Gyorgy Hajnoczky, Gyorgy Csordas and Andrew P. Thomas
Department of Pathology, Anatomy and Cell Biology, Thomas Jefferson University, Philadelphia, PA 19107

Transmission of cytosolic [Ca2+] ([Ca2+]c) oscillations into the mitochondrial matrix is thought to be supported by local calcium control between IP3 receptor Ca2+ channels (IP3R) and mitochondria but it has been difficult to study the coupling mechanisms. We established a permeabilized cell model in which the Ca2+ coupling between endoplasmic reticulum (ER) and mitochondria is retained and mitochondrial [Ca2+] ([Ca2+]m) can be monitored fluorometrically. We demonstrate that maximal activation of mitochondrial Ca2+ uptake is evoked by IP3-induced perimitochondrial [Ca2+] elevations, which appear to reach values >20-fold higher than the global increases of [Ca2+]c.
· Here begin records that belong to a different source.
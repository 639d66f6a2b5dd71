//! Pattern multiplexer used by the path router.
//!
//! Resolves a request's host and path to one registered pattern string.
//! The multiplexer only knows patterns; the caller owns what they bind to.
//!
//! # Design Decisions
//! - Patterns without a trailing slash match one path exactly
//! - Patterns with a trailing slash match their whole subtree; the longest
//!   registered subtree wins
//! - Host-qualified patterns (`example.com/api/`) are tried before
//!   host-less ones
//! - `/tree` redirects to `/tree/` when only the subtree form is registered
//! - Lookups use the percent-decoded path; redirects keep the path as sent

use std::collections::HashSet;

use axum::http::{header, Request};
use percent_encoding::percent_decode_str;

use crate::error::BuildError;

/// Outcome of resolving a request against the registered patterns.
#[derive(Debug, Clone, PartialEq, Eq)]
pub enum Resolution<'a> {
    /// The winning pattern, as registered.
    Matched(&'a str),
    /// Permanent redirect to this location.
    Redirect(String),
    NotFound,
}

#[derive(Debug, Default)]
pub struct PathMux {
    exact: HashSet<String>,
    /// Subtree patterns, longest first.
    subtrees: Vec<String>,
    has_hosts: bool,
}

impl PathMux {
    pub fn new() -> Self {
        Self::default()
    }

    /// Register `pattern`. Registering an existing pattern again is a no-op
    /// here; the caller replaces the binding.
    pub fn register(&mut self, pattern: &str) -> Result<(), BuildError> {
        if pattern.is_empty() || !pattern.contains('/') {
            return Err(BuildError::InvalidPattern(pattern.to_string()));
        }
        if !self.exact.insert(pattern.to_string()) {
            return Ok(());
        }
        if pattern.ends_with('/') {
            let at = self
                .subtrees
                .iter()
                .position(|existing| existing.len() < pattern.len())
                .unwrap_or(self.subtrees.len());
            self.subtrees.insert(at, pattern.to_string());
        }
        if !pattern.starts_with('/') {
            self.has_hosts = true;
        }
        Ok(())
    }

    pub fn len(&self) -> usize {
        self.exact.len()
    }

    pub fn is_empty(&self) -> bool {
        self.exact.is_empty()
    }

    pub fn resolve<B>(&self, req: &Request<B>) -> Resolution<'_> {
        let host = request_host(req);
        let raw = req.uri().path();
        let path = percent_decode_str(raw).decode_utf8_lossy();

        if self.needs_trailing_slash(&host, &path) {
            let location = match req.uri().query() {
                Some(query) => format!("{raw}/?{query}"),
                None => format!("{raw}/"),
            };
            return Resolution::Redirect(location);
        }

        match self.lookup(&host, &path) {
            Some(pattern) => Resolution::Matched(pattern),
            None => Resolution::NotFound,
        }
    }

    fn lookup(&self, host: &str, path: &str) -> Option<&str> {
        if self.has_hosts && !host.is_empty() {
            if let Some(pattern) = self.match_path(&format!("{host}{path}")) {
                return Some(pattern);
            }
        }
        self.match_path(path)
    }

    fn match_path(&self, path: &str) -> Option<&str> {
        if let Some(pattern) = self.exact.get(path) {
            return Some(pattern.as_str());
        }
        self.subtrees
            .iter()
            .find(|pattern| path.starts_with(pattern.as_str()))
            .map(String::as_str)
    }

    /// True when only the subtree form of `path` is registered.
    fn needs_trailing_slash(&self, host: &str, path: &str) -> bool {
        if path.ends_with('/') {
            return false;
        }
        let mut candidates = vec![path.to_string()];
        if self.has_hosts && !host.is_empty() {
            candidates.insert(0, format!("{host}{path}"));
        }
        if candidates.iter().any(|c| self.exact.contains(c)) {
            return false;
        }
        candidates
            .iter()
            .any(|c| self.exact.contains(&format!("{c}/")))
    }
}

/// Host without port, from the URI authority or the `Host` header.
fn request_host<B>(req: &Request<B>) -> String {
    let raw = req
        .uri()
        .authority()
        .map(|a| a.as_str().to_string())
        .or_else(|| {
            req.headers()
                .get(header::HOST)
                .and_then(|v| v.to_str().ok())
                .map(str::to_string)
        })
        .unwrap_or_default();
    strip_port(&raw).to_ascii_lowercase()
}

fn strip_port(host: &str) -> &str {
    // Bracketed IPv6 literal.
    if let Some(end) = host.find(']') {
        return &host[..=end];
    }
    match host.rsplit_once(':') {
        Some((name, _)) => name,
        None => host,
    }
}

#[cfg(test)]
mod tests {
    use super::*;

    fn mux(patterns: &[&str]) -> PathMux {
        let mut mux = PathMux::new();
        for pattern in patterns {
            mux.register(pattern).unwrap();
        }
        mux
    }

    fn get(uri: &str) -> Request<()> {
        Request::builder().uri(uri).body(()).unwrap()
    }

    fn with_host(uri: &str, host: &str) -> Request<()> {
        Request::builder()
            .uri(uri)
            .header(header::HOST, host)
            .body(())
            .unwrap()
    }

    #[test]
    fn test_exact_pattern_matches_only_itself() {
        let mux = mux(&["/capture"]);
        assert_eq!(mux.resolve(&get("/capture")), Resolution::Matched("/capture"));
        assert_eq!(mux.resolve(&get("/capture/more")), Resolution::NotFound);
        assert_eq!(mux.resolve(&get("/")), Resolution::NotFound);
    }

    #[test]
    fn test_subtree_pattern_matches_descendants() {
        let mux = mux(&["/api/"]);
        assert_eq!(mux.resolve(&get("/api/")), Resolution::Matched("/api/"));
        assert_eq!(mux.resolve(&get("/api/v1/users")), Resolution::Matched("/api/"));
        assert_eq!(mux.resolve(&get("/apis")), Resolution::NotFound);
    }

    #[test]
    fn test_root_catches_everything() {
        let mux = mux(&["/", "/capture"]);
        assert_eq!(mux.resolve(&get("/capture")), Resolution::Matched("/capture"));
        assert_eq!(mux.resolve(&get("/anything/else")), Resolution::Matched("/"));
    }

    #[test]
    fn test_longest_subtree_wins() {
        let mux = mux(&["/", "/api/", "/api/v2/"]);
        assert_eq!(mux.resolve(&get("/api/v2/items")), Resolution::Matched("/api/v2/"));
        assert_eq!(mux.resolve(&get("/api/v1/items")), Resolution::Matched("/api/"));
        assert_eq!(mux.resolve(&get("/web")), Resolution::Matched("/"));
    }

    #[test]
    fn test_registration_order_does_not_matter() {
        let forward = mux(&["/a/", "/a/b/"]);
        let reverse = mux(&["/a/b/", "/a/"]);
        for path in ["/a/x", "/a/b/x"] {
            assert_eq!(forward.resolve(&get(path)), reverse.resolve(&get(path)));
        }
    }

    #[test]
    fn test_redirects_to_subtree() {
        let mux = mux(&["/tree/"]);
        assert_eq!(
            mux.resolve(&get("/tree")),
            Resolution::Redirect("/tree/".to_string())
        );
        assert_eq!(
            mux.resolve(&get("/tree?x=1")),
            Resolution::Redirect("/tree/?x=1".to_string())
        );
    }

    #[test]
    fn test_lookup_uses_decoded_path() {
        let mux = mux(&["/café", "/docs/a b/"]);
        assert_eq!(mux.resolve(&get("/caf%C3%A9")), Resolution::Matched("/café"));
        assert_eq!(
            mux.resolve(&get("/docs/a%20b/intro")),
            Resolution::Matched("/docs/a b/")
        );
        assert_eq!(
            mux.resolve(&get("/docs/a%20b")),
            Resolution::Redirect("/docs/a%20b/".to_string())
        );
    }

    #[test]
    fn test_exact_registration_suppresses_redirect() {
        let mux = mux(&["/tree/", "/tree"]);
        assert_eq!(mux.resolve(&get("/tree")), Resolution::Matched("/tree"));
    }

    #[test]
    fn test_host_patterns_take_precedence() {
        let mux = mux(&["/api/", "internal.example.com/api/"]);
        assert_eq!(
            mux.resolve(&with_host("/api/x", "internal.example.com:8080")),
            Resolution::Matched("internal.example.com/api/")
        );
        assert_eq!(
            mux.resolve(&with_host("/api/x", "public.example.com")),
            Resolution::Matched("/api/")
        );
        assert_eq!(mux.resolve(&get("/api/x")), Resolution::Matched("/api/"));
    }

    #[test]
    fn test_rejects_invalid_patterns() {
        let mut mux = PathMux::new();
        assert!(matches!(mux.register(""), Err(BuildError::InvalidPattern(_))));
        assert!(matches!(
            mux.register("example.com"),
            Err(BuildError::InvalidPattern(_))
        ));
        assert!(mux.is_empty());
    }

    #[test]
    fn test_duplicate_registration_is_idempotent() {
        let mux = mux(&["/a/", "/a/"]);
        assert_eq!(mux.len(), 1);
        assert_eq!(mux.subtrees.len(), 1);
    }

    #[test]
    fn test_strip_port() {
        assert_eq!(strip_port("example.com:80"), "example.com");
        assert_eq!(strip_port("example.com"), "example.com");
        assert_eq!(strip_port("[::1]:8080"), "[::1]");
    }
}
//! Upstream forwarding.
//!
//! # Responsibilities
//! - Buffer the inbound body, then send method, headers and body to a fixed
//!   `http` or `https` target URL
//! - Copy upstream status and end-to-end headers, then stream the upstream
//!   body chunk by chunk
//! - Map failures: local problems → 500, upstream unreachable or slow → 502
//!
//! # Design Decisions
//! - Hop-by-hop headers describe one connection and are dropped both ways
//! - One deadline covers the upstream exchange and the body copy
//! - Dropping the request future (client gone) drops the upstream call
//! - A failure while copying the body is logged; the status already written
//!   stays as is

use std::time::Duration;

use async_trait::async_trait;
use axum::body::Body;
use axum::http::{header, HeaderName, Request, StatusCode, Uri};
use http_body_util::BodyExt;
use hyper::body::Incoming;
use hyper_rustls::{HttpsConnector, HttpsConnectorBuilder};
use hyper_util::{
    client::legacy::{connect::HttpConnector, Client},
    rt::TokioExecutor,
};
use tokio::time::{timeout_at, Instant};
use url::Url;

use super::{http_error, read_body, Handler, ResponseSink};
use crate::error::BuildError;
use crate::observability::metrics;

/// Upstream timeout used when none is configured.
pub const DEFAULT_TIMEOUT: Duration = Duration::from_secs(30);

type UpstreamClient = Client<HttpsConnector<HttpConnector>, Body>;

/// Headers that only make sense for a single connection.
fn is_hop_by_hop(name: &HeaderName) -> bool {
    matches!(
        name.as_str(),
        "connection"
            | "keep-alive"
            | "proxy-authenticate"
            | "proxy-authorization"
            | "proxy-connection"
            | "te"
            | "trailer"
            | "transfer-encoding"
            | "upgrade"
    )
}

#[derive(Debug)]
pub struct ForwardHandler {
    url: Url,
    target: Uri,
    timeout: Duration,
    client: UpstreamClient,
}

impl ForwardHandler {
    /// Forward to `target`, an absolute URL with a host.
    pub fn new(target: &str) -> Result<Self, BuildError> {
        let invalid = |reason: String| BuildError::InvalidUrl {
            url: target.to_string(),
            reason,
        };

        let url = Url::parse(target).map_err(|e| invalid(e.to_string()))?;
        if !url.has_host() {
            return Err(invalid("missing host".to_string()));
        }
        let uri = url.as_str().parse::<Uri>().map_err(|e| invalid(e.to_string()))?;

        let mut http = HttpConnector::new();
        http.enforce_http(false);
        let connector = HttpsConnectorBuilder::new()
            .with_provider_and_webpki_roots(rustls::crypto::ring::default_provider())
            .map_err(|e| BuildError::Tls(e.to_string()))?
            .https_or_http()
            .enable_http1()
            .wrap_connector(http);
        let client = Client::builder(TokioExecutor::new()).build(connector);

        Ok(Self {
            url,
            target: uri,
            timeout: DEFAULT_TIMEOUT,
            client,
        })
    }

    pub fn with_timeout(mut self, timeout: Duration) -> Self {
        self.timeout = timeout;
        self
    }

    pub fn url(&self) -> &Url {
        &self.url
    }

    pub fn timeout(&self) -> Duration {
        self.timeout
    }

    /// Copy the upstream body into `sink`, flushing after every chunk.
    async fn relay_body(&self, mut body: Incoming, sink: &mut dyn ResponseSink, deadline: Instant) {
        loop {
            match timeout_at(deadline, body.frame()).await {
                Ok(Some(Ok(frame))) => {
                    if let Ok(data) = frame.into_data() {
                        sink.write(&data);
                        sink.flush().await;
                    }
                }
                Ok(None) => break,
                Ok(Some(Err(e))) => {
                    tracing::error!(upstream = %self.url, error = %e, "Error copying response");
                    metrics::record_upstream_error("body");
                    break;
                }
                Err(_) => {
                    tracing::error!(upstream = %self.url, "Upstream timed out while copying response");
                    metrics::record_upstream_error("timeout");
                    break;
                }
            }
        }
    }
}

#[async_trait]
impl Handler for ForwardHandler {
    async fn serve(&self, request: Request<Body>, sink: &mut dyn ResponseSink) {
        let deadline = Instant::now() + self.timeout;
        let (parts, body) = request.into_parts();

        let body = match read_body(body).await {
            Ok(bytes) => bytes,
            Err(e) => {
                tracing::error!(error = %e, "Error reading body");
                http_error(sink, StatusCode::INTERNAL_SERVER_ERROR, "Internal server error");
                return;
            }
        };

        let mut builder = Request::builder()
            .method(parts.method.clone())
            .uri(self.target.clone());
        if let Some(headers) = builder.headers_mut() {
            for (name, value) in parts.headers.iter() {
                // Host comes from the target URI.
                if name == header::HOST || is_hop_by_hop(name) {
                    continue;
                }
                headers.append(name.clone(), value.clone());
            }
        }

        let outbound = match builder.body(Body::from(body)) {
            Ok(req) => req,
            Err(e) => {
                tracing::error!(error = %e, "Error creating request");
                http_error(sink, StatusCode::INTERNAL_SERVER_ERROR, "Internal server error");
                return;
            }
        };

        tracing::debug!(
            method = %parts.method,
            upstream = %self.url,
            "Forwarding request"
        );

        let response = match timeout_at(deadline, self.client.request(outbound)).await {
            Ok(Ok(response)) => response,
            Ok(Err(e)) => {
                tracing::warn!(upstream = %self.url, error = %e, "Error forwarding request");
                metrics::record_upstream_error("request");
                http_error(sink, StatusCode::BAD_GATEWAY, "Bad Gateway");
                return;
            }
            Err(_) => {
                tracing::warn!(upstream = %self.url, timeout = ?self.timeout, "Upstream timed out");
                metrics::record_upstream_error("timeout");
                http_error(sink, StatusCode::BAD_GATEWAY, "Bad Gateway");
                return;
            }
        };

        let (parts, body) = response.into_parts();
        let headers = sink.headers_mut();
        for (name, value) in parts.headers.iter() {
            if is_hop_by_hop(name) {
                continue;
            }
            headers.append(name.clone(), value.clone());
        }
        sink.set_status(parts.status);

        self.relay_body(body, sink, deadline).await;
    }
}

#[cfg(test)]
mod tests {
    use super::*;

    #[test]
    fn test_accepts_http_url() {
        let handler = ForwardHandler::new("http://127.0.0.1:9000/api?x=1").unwrap();
        assert_eq!(handler.url().as_str(), "http://127.0.0.1:9000/api?x=1");
        assert_eq!(handler.timeout(), DEFAULT_TIMEOUT);
    }

    #[test]
    fn test_accepts_https_url() {
        let handler = ForwardHandler::new("https://example.com/api").unwrap();
        assert_eq!(handler.url().scheme(), "https");
        assert_eq!(handler.target, "https://example.com/api");
    }

    #[test]
    fn test_rejects_unparsable_url() {
        for target in ["", "not a url", "://missing-scheme", "http://"] {
            let err = ForwardHandler::new(target).unwrap_err();
            assert!(matches!(err, BuildError::InvalidUrl { .. }), "{target}: {err}");
        }
    }

    #[test]
    fn test_rejects_url_without_host() {
        for target in ["mailto:ops@example.com", "unix:/run/upstream.sock"] {
            let err = ForwardHandler::new(target).unwrap_err();
            assert!(matches!(err, BuildError::InvalidUrl { .. }), "{target}: {err}");
        }
    }

    #[test]
    fn test_hop_by_hop_headers() {
        for name in [header::CONNECTION, header::TRANSFER_ENCODING, header::TE, header::UPGRADE] {
            assert!(is_hop_by_hop(&name), "{name}");
        }
        for name in [header::CONTENT_TYPE, header::CONTENT_LENGTH, header::SET_COOKIE] {
            assert!(!is_hop_by_hop(&name), "{name}");
        }
    }

    #[test]
    fn test_with_timeout() {
        let handler = ForwardHandler::new("http://example.com")
            .unwrap()
            .with_timeout(Duration::from_millis(250));
        assert_eq!(handler.timeout(), Duration::from_millis(250));
    }
}
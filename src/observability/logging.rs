//! Structured logging.
//!
//! # Design Decisions
//! - `RUST_LOG` overrides the configured level when set
//! - JSON format for production, pretty format for development

use tracing_subscriber::{fmt, layer::SubscriberExt, util::SubscriberInitExt, EnvFilter};

use crate::config::{LogFormat, ObservabilityConfig};

/// Build the filter: `RUST_LOG` if present, else the configured level.
pub fn env_filter(level: &str) -> EnvFilter {
    EnvFilter::try_from_default_env()
        .or_else(|_| EnvFilter::try_new(level))
        .unwrap_or_else(|_| EnvFilter::new("info"))
}

/// Install the global subscriber. Later calls are ignored.
pub fn init_logging(config: &ObservabilityConfig) {
    let filter = env_filter(&config.log_level);
    let registry = tracing_subscriber::registry().with(filter);

    let result = match config.log_format {
        LogFormat::Json => registry.with(fmt::layer().json()).try_init(),
        LogFormat::Pretty => registry.with(fmt::layer()).try_init(),
    };
    if let Err(e) = result {
        eprintln!("logging already initialised: {e}");
    }
}
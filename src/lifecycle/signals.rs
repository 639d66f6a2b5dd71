//! OS signal handling.
//!
//! # Design Decisions
//! - Uses Tokio's signal handling (async-safe)
//! - SIGINT and SIGTERM both mean graceful shutdown
//! - A signal handler that cannot be installed is logged and ignored

use super::Shutdown;

/// Resolve on the first SIGINT (Ctrl+C) or, on Unix, SIGTERM.
pub async fn wait_for_signal() {
    let ctrl_c = async {
        if let Err(e) = tokio::signal::ctrl_c().await {
            tracing::error!(error = %e, "Failed to install Ctrl+C handler");
            std::future::pending::<()>().await;
        }
    };

    #[cfg(unix)]
    let terminate = async {
        use tokio::signal::unix::{signal, SignalKind};
        match signal(SignalKind::terminate()) {
            Ok(mut stream) => {
                stream.recv().await;
            }
            Err(e) => {
                tracing::error!(error = %e, "Failed to install SIGTERM handler");
                std::future::pending::<()>().await;
            }
        }
    };

    #[cfg(not(unix))]
    let terminate = std::future::pending::<()>();

    tokio::select! {
        _ = ctrl_c => tracing::info!(signal = "SIGINT", "Signal received"),
        _ = terminate => tracing::info!(signal = "SIGTERM", "Signal received"),
    }
}

/// Trigger `shutdown` when a termination signal arrives.
pub fn spawn_signal_listener(shutdown: Shutdown) -> tokio::task::JoinHandle<()> {
    tokio::spawn(async move {
        wait_for_signal().await;
        shutdown.trigger();
    })
}
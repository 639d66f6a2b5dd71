//! Delay between retry attempts.

use std::time::Duration;

use rand::Rng;

/// Exponential backoff with up to 10% jitter. The default waits zero.
#[derive(Debug, Clone, Copy, Default, PartialEq, Eq)]
pub struct Backoff {
    base_ms: u64,
    max_ms: u64,
}

impl Backoff {
    /// Start at `base_ms`, double per attempt, never exceed `max_ms`
    /// (or `base_ms` if that is larger).
    pub fn exponential(base_ms: u64, max_ms: u64) -> Self {
        Self {
            base_ms,
            max_ms: max_ms.max(base_ms),
        }
    }

    pub fn is_disabled(&self) -> bool {
        self.base_ms == 0
    }

    /// Delay before retry number `attempt`, counting from 1.
    pub fn delay(&self, attempt: u32) -> Duration {
        if attempt == 0 || self.is_disabled() {
            return Duration::ZERO;
        }
        let factor = 1u64.checked_shl(attempt - 1).unwrap_or(u64::MAX);
        let ceiling = self.base_ms.saturating_mul(factor).min(self.max_ms);

        let spread = ceiling / 10;
        let jitter = match spread {
            0 => 0,
            n => rand::thread_rng().gen_range(0..n),
        };
        Duration::from_millis(ceiling + jitter)
    }
}
//! Handler tree and router construction.
//!
//! Descriptors are built depth-first: a decorator's children exist before
//! the decorator does. Errors carry the path of descriptors that led to them.

use std::sync::Arc;
use std::time::Duration;

use crate::config::schema::{GatewayConfig, HandlerConfig, MatcherConfig, RouterKind};
use crate::error::BuildError;
use crate::handler::fanout::strategy_by_name;
use crate::handler::{
    ChaosHandler, DebugHandler, EchoHandler, FanOutHandler, ForwardHandler, Handler,
    NotFoundHandler, RetrierHandler, SeededRandom, StaticHandler,
};
use crate::resilience::policy_by_name;
use crate::routing::{
    HeaderPredicate, MethodPredicate, PathPredicate, PathRouter, PredicateRouter, QueryPredicate,
    RequestPredicate,
};

impl HandlerConfig {
    pub fn build_handler(&self) -> Result<Box<dyn Handler>, BuildError> {
        let handler: Box<dyn Handler> = match self {
            HandlerConfig::Static { message } => Box::new(StaticHandler::new(message.clone())),
            HandlerConfig::Debug {} => Box::new(DebugHandler),
            HandlerConfig::Echo {} => Box::new(EchoHandler),
            HandlerConfig::NotFound {} => Box::new(NotFoundHandler),
            HandlerConfig::Forward { url, timeout_secs } => {
                let mut forward = ForwardHandler::new(url)?;
                if let Some(secs) = timeout_secs {
                    forward = forward.with_timeout(Duration::from_secs(*secs));
                }
                Box::new(forward)
            }
            HandlerConfig::Chaos {
                handler,
                failure_chance,
                seed,
            } => {
                let inner = handler
                    .build_handler()
                    .map_err(|e| e.nested("wrapped handler for chaos"))?;
                let chaos = match seed {
                    Some(seed) => ChaosHandler::with_source(
                        inner,
                        *failure_chance,
                        Arc::new(SeededRandom::new(*seed)),
                    )?,
                    None => ChaosHandler::new(inner, *failure_chance)?,
                };
                Box::new(chaos)
            }
            HandlerConfig::Fanout {
                handlers,
                response_strategy,
            } => {
                let children = handlers
                    .iter()
                    .enumerate()
                    .map(|(i, child)| {
                        child
                            .build_handler()
                            .map_err(|e| e.nested(format!("handler {i} for fanout")))
                    })
                    .collect::<Result<Vec<_>, _>>()?;
                let strategy = strategy_by_name(response_strategy)?;
                Box::new(FanOutHandler::new(children, strategy)?)
            }
            HandlerConfig::Retrier {
                handler,
                retry_policy,
                retries,
                base_delay_ms,
                max_delay_ms,
            } => {
                let policy = policy_by_name(retry_policy)?;
                let inner = handler
                    .build_handler()
                    .map_err(|e| e.nested("handler for retrier"))?;
                Box::new(
                    RetrierHandler::new(inner, policy, *retries)
                        .with_backoff(*base_delay_ms, *max_delay_ms),
                )
            }
        };
        Ok(handler)
    }
}

impl MatcherConfig {
    /// Compose the configured criteria into one predicate.
    pub fn build_predicate(&self) -> Result<RequestPredicate, BuildError> {
        let mut predicate = RequestPredicate::any();
        if let Some(method) = &self.method {
            predicate = predicate.method(MethodPredicate::new(method)?);
        }
        if let Some(path) = &self.path {
            predicate = predicate.path(PathPredicate::new(path));
        }
        if let Some(header) = &self.header {
            predicate = predicate.header(HeaderPredicate::new(&header.name, header.value.clone())?);
        }
        if let Some(query) = &self.query {
            predicate =
                predicate.query(QueryPredicate::new(query.name.clone(), query.value.clone())?);
        }
        Ok(predicate)
    }
}

impl GatewayConfig {
    /// Build the root handler: a router with one binding per route.
    pub fn build_router(&self) -> Result<Box<dyn Handler>, BuildError> {
        match self.router {
            RouterKind::Path => self.build_path_router().map(|r| Box::new(r) as Box<dyn Handler>),
            RouterKind::Predicate => self
                .build_predicate_router()
                .map(|r| Box::new(r) as Box<dyn Handler>),
        }
    }

    pub fn build_path_router(&self) -> Result<PathRouter, BuildError> {
        let mut router = PathRouter::new();
        for (index, route) in self.routes.iter().enumerate() {
            let pattern = route
                .matcher
                .path
                .clone()
                .ok_or(BuildError::MissingPattern { index })?;
            let handler = route.handler.build_handler().map_err(|e| BuildError::Route {
                route: pattern.clone(),
                source: Box::new(e),
            })?;
            router.add_route(pattern, handler)?;
        }
        tracing::debug!(routes = router.len(), "Path router built");
        Ok(router)
    }

    pub fn build_predicate_router(&self) -> Result<PredicateRouter, BuildError> {
        let mut router = PredicateRouter::new();
        for (index, route) in self.routes.iter().enumerate() {
            let name = || route.matcher.path.clone().unwrap_or_else(|| format!("#{index}"));
            let predicate = route.matcher.build_predicate().map_err(|e| BuildError::Route {
                route: name(),
                source: Box::new(e),
            })?;
            let handler = route.handler.build_handler().map_err(|e| BuildError::Route {
                route: name(),
                source: Box::new(e),
            })?;
            router.add_route(predicate, handler);
        }
        tracing::debug!(routes = router.len(), "Predicate router built");
        Ok(router)
    }
}
//! In-memory response capture.
//!
//! # Responsibilities
//! - Stand in for the live connection so a decorator can look at what a
//!   child produced before deciding what the caller sees
//! - Replay a captured response into another sink
//!
//! # Design Decisions
//! - Status defaults to 200 and may be overwritten until commit
//! - Headers are appended (multimap), body is append-only
//! - One instance per request or branch, never shared between tasks

use axum::http::{HeaderMap, StatusCode};

use super::ResponseSink;

/// A response captured in memory.
#[derive(Debug, Clone, Default, PartialEq)]
pub struct BufferedResponse {
    status: StatusCode,
    headers: HeaderMap,
    body: Vec<u8>,
}

impl BufferedResponse {
    /// Create an empty capture with status 200.
    pub fn new() -> Self {
        Self::default()
    }

    pub fn status(&self) -> StatusCode {
        self.status
    }

    pub fn headers(&self) -> &HeaderMap {
        &self.headers
    }

    pub fn body(&self) -> &[u8] {
        &self.body
    }

    /// Replay status, headers and body into `sink`.
    ///
    /// Headers are appended to whatever the sink already holds.
    pub fn commit(self, sink: &mut dyn ResponseSink) {
        let target = sink.headers_mut();
        for (name, value) in self.headers.iter() {
            target.append(name.clone(), value.clone());
        }
        sink.set_status(self.status);
        sink.write(&self.body);
    }
}

impl ResponseSink for BufferedResponse {
    fn headers_mut(&mut self) -> &mut HeaderMap {
        &mut self.headers
    }

    fn set_status(&mut self, status: StatusCode) {
        self.status = status;
    }

    fn write(&mut self, data: &[u8]) {
        self.body.extend_from_slice(data);
    }
}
When incremental doses of IP3 were added [Ca2+]m elevations followed the quantal pattern of Ca2+ mobilization even at the level of individual mitochondria, but suboptimal or gradual increases of IP3 evoked relatively small [Ca2+]m responses. We conclude that each mitochondrial Ca2+ uptake site faces multiple IP3R, a concurrent activation of which is required for optimal activation of mitochondrial Ca2+ uptake. This architecture explains why calcium oscillations evoked by synchronized periodic activation of IP3R, are particularly effective to establish dynamic control over mitochondrial metabolism.